Seguendo, bei segnori, il nostro dire,
Brandimarte dal conte era partito,
E perse il cervo e posese a dormire;
Ma poi, al novo giorno resentito,
Al suo compagno volea rivenire;
E già sopra il destrier sendo salito,
Ascoltando li parve voce umana
Che si dolesse, e non molto lontana.

E poi che un pezzo per odir fu stato,
Verso quel loco se pose ad andare;
E come aveva alquanto cavalcato,
Stavasi fermo e quieto ad ascoltare;
E così andando gionse ad un bel prato,
E colei vide, che odìa lamentare,
Legata ad una quercia per le braccia;
Come la vide, la cognobbe in faccia.

Perché quella era la sua Fiordelisa,
Tutto il suo bene e vita del suo core;
Sì che pensati voi or con qual guisa
Se cangiò Brandimarte de colore.
Era l'anima sua tutta divisa:
Parte allegrezza e parte era dolore,
Ché d'averla trovata era zoioso,
Ma del suo mal turbato e doloroso.

Più non indugia, che salta nel piano,
E lega Brigliadoro ad una rama;
Va con gran fretta il cavallier soprano
Per discioglier colei che cotanto ama;
Ma quello omo bestiale ed inumano
Ch'era nascoso in guardia de la dama,
Come lo vide, uscì de quel macchione,
E imbraccia il scudo ed impugna il bastone.

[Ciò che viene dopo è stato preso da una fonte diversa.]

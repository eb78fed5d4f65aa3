//! Verifier side of the KZG polynomial commitment scheme.
//!
//! [verify::verify_proof] checks an opening proof against a commitment with
//! a single pairing equation. It needs only the first two G2 powers of the
//! [SRS](kzg_bn254_primitives::srs::SRS).

pub mod verify;
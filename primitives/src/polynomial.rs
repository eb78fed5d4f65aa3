use ark_bn254::Fr;
use ark_ff::Field;
use ark_std::Zero;

use crate::errors::PolynomialError;

/// Evaluates the polynomial with the given coefficients at `x` using
/// Horner's rule. The coefficient at index 0 is the constant term. An empty
/// coefficient slice is the zero polynomial and evaluates to zero.
pub fn evaluate(coeffs: &[Fr], x: &Fr) -> Fr {
    coeffs
        .iter()
        .rev()
        .fold(Fr::zero(), |acc, coeff| acc * x + coeff)
}

/// Returns true if all the coefficients of the polynomial are zero, which
/// includes the empty polynomial.
pub fn is_zero_polynomial(coeffs: &[Fr]) -> bool {
    coeffs.iter().all(|c| c.is_zero())
}

/// Divides `dividend` by `divisor` with schoolbook long division and returns
/// the quotient, which has `dividend.len() - divisor.len() + 1`
/// coefficients.
///
/// The divisor must divide the dividend exactly. The remainder is not
/// computed or checked: whatever is left over is silently discarded.
///
/// # Errors
///
/// * [PolynomialError::EmptyDivisor] if `divisor` has no coefficients.
/// * [PolynomialError::DivisorDegreeExceedsDividend] if `divisor` is longer
///   than `dividend`.
/// * [PolynomialError::ZeroDivisorPolynomial] if `divisor` is all zeros, or
///   its highest coefficient is zero.
pub fn divide(dividend: &[Fr], divisor: &[Fr]) -> Result<Vec<Fr>, PolynomialError> {
    if divisor.is_empty() {
        return Err(PolynomialError::EmptyDivisor);
    }
    if dividend.len() < divisor.len() {
        return Err(PolynomialError::DivisorDegreeExceedsDividend {
            dividend_len: dividend.len(),
            divisor_len: divisor.len(),
        });
    }
    if is_zero_polynomial(divisor) {
        return Err(PolynomialError::ZeroDivisorPolynomial);
    }

    let divisor_pos = divisor.len() - 1;
    let lead_inv = divisor[divisor_pos]
        .inverse()
        .ok_or(PolynomialError::ZeroDivisorPolynomial)?;

    let mut remainder = dividend.to_vec();
    let mut quotient = vec![Fr::zero(); dividend.len() - divisor.len() + 1];

    // Walk the leading term of the remainder down one degree per step.
    for diff in (0..quotient.len()).rev() {
        let q = remainder[diff + divisor_pos] * lead_inv;
        quotient[diff] = q;
        for (i, d) in divisor.iter().enumerate() {
            remainder[diff + i] -= q * d;
        }
    }

    Ok(quotient)
}

/// A polynomial in coefficient form over the bn254 scalar field.
///
/// Index 0 holds the constant term and `len() - 1` is the formal degree.
/// Coefficients are kept exactly as supplied: no padding, no trimming of
/// high zero coefficients.
#[derive(Clone, Debug, Default, PartialEq, Eq)]
pub struct PolynomialCoeffForm {
    coeffs: Vec<Fr>,
}

impl PolynomialCoeffForm {
    pub fn new(coeffs: Vec<Fr>) -> Self {
        Self { coeffs }
    }

    pub fn coeffs(&self) -> &[Fr] {
        &self.coeffs
    }

    pub fn into_coeffs(self) -> Vec<Fr> {
        self.coeffs
    }

    /// Returns the number of coefficients, which is what the SRS bound is
    /// checked against.
    pub fn len(&self) -> usize {
        self.coeffs.len()
    }

    /// Checks if the polynomial has no coefficients.
    pub fn is_empty(&self) -> bool {
        self.coeffs.is_empty()
    }

    /// Formal degree `len() - 1`, or `None` for the empty polynomial.
    pub fn degree(&self) -> Option<usize> {
        self.coeffs.len().checked_sub(1)
    }

    pub fn is_zero(&self) -> bool {
        is_zero_polynomial(&self.coeffs)
    }

    pub fn get_at_index(&self, i: usize) -> Option<&Fr> {
        self.coeffs.get(i)
    }

    /// See [evaluate].
    pub fn evaluate(&self, x: &Fr) -> Fr {
        evaluate(&self.coeffs, x)
    }

    /// See [divide].
    pub fn divide(&self, divisor: &PolynomialCoeffForm) -> Result<Self, PolynomialError> {
        divide(&self.coeffs, &divisor.coeffs).map(Self::new)
    }
}

impl From<Vec<Fr>> for PolynomialCoeffForm {
    fn from(coeffs: Vec<Fr>) -> Self {
        Self::new(coeffs)
    }
}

Era quel scudo tutto de una scorza
Ben atto a sostenire ogni percossa,
Né dubbio è che se piega o che se torza,
Perché de un gran palmo egli era grossa.
Omo non ave mai cotanta forza,
Cavalliero, o gigante di gran possa,
Quanto ha quello omo rigido e selvaggio:
Ma non cognosce a zuffa alcun vantaggio.

Abita in bosco sempre, alla verdura,
Vive de frutti e beve al fiume pieno;
E dicesi ch'egli ha cotal natura,
Che sempre piange, quando è il cel sereno,
Perché egli ha del mal tempo alor paura,
E che 'l caldo del sol li venga meno;
Ma quando pioggia e vento il cel saetta,
Alor sta lieto, ché 'l bon tempo aspetta.

Vene questo omo adosso a Brandimarte,
Col scudo in braccio e la maza impugnata;
Non ha di guerra lui senno né arte,
Ma legerezza e forza smisurata.
Non era il baron vòlto in quella parte,
Ma là dove la dama era legata;
E se lei forse non se ne avedia,
Quello improviso adosso li giongia.

De ciò non se era Brandimarte accorto,
Ma quella dama, che 'l vide venire,
Cridò: - Guârti, baron, che tu sei morto! -
Non se ebbe il cavalliero a sbigotire;
E più d'esso la dama ebbe sconforto
Che di se stessa, né del suo morire,
Perché con tutto il cor tanto lo amava
Che, sé scordando, sol di lui pensava.

Presto voltosse il barone animoso
E se ricolse ad ottimo governo;
E quando vide quel brutto peloso,
Beffandolo fra sé, ne fie' gran scherno;
E stette assai sospeso e dubbïoso
Se questo era omo o spirto dello inferno;
Ma sia quel che esser voglia, e' non ne cura,
E vallo a ritrovar senza paura.

A prima gionta il salvatico fiero
Menò sua mazza, che cotanto pesa,
E gionse sopra il scudo al cavalliero,
Che ben stava coperto in sua diffesa;
E come quel che è scorto a tal mestiero,
Taglia quella col brando alla distesa.
Come lui vide rotta la sua mazza,
Saltagli adosso e per forza l'abbrazza.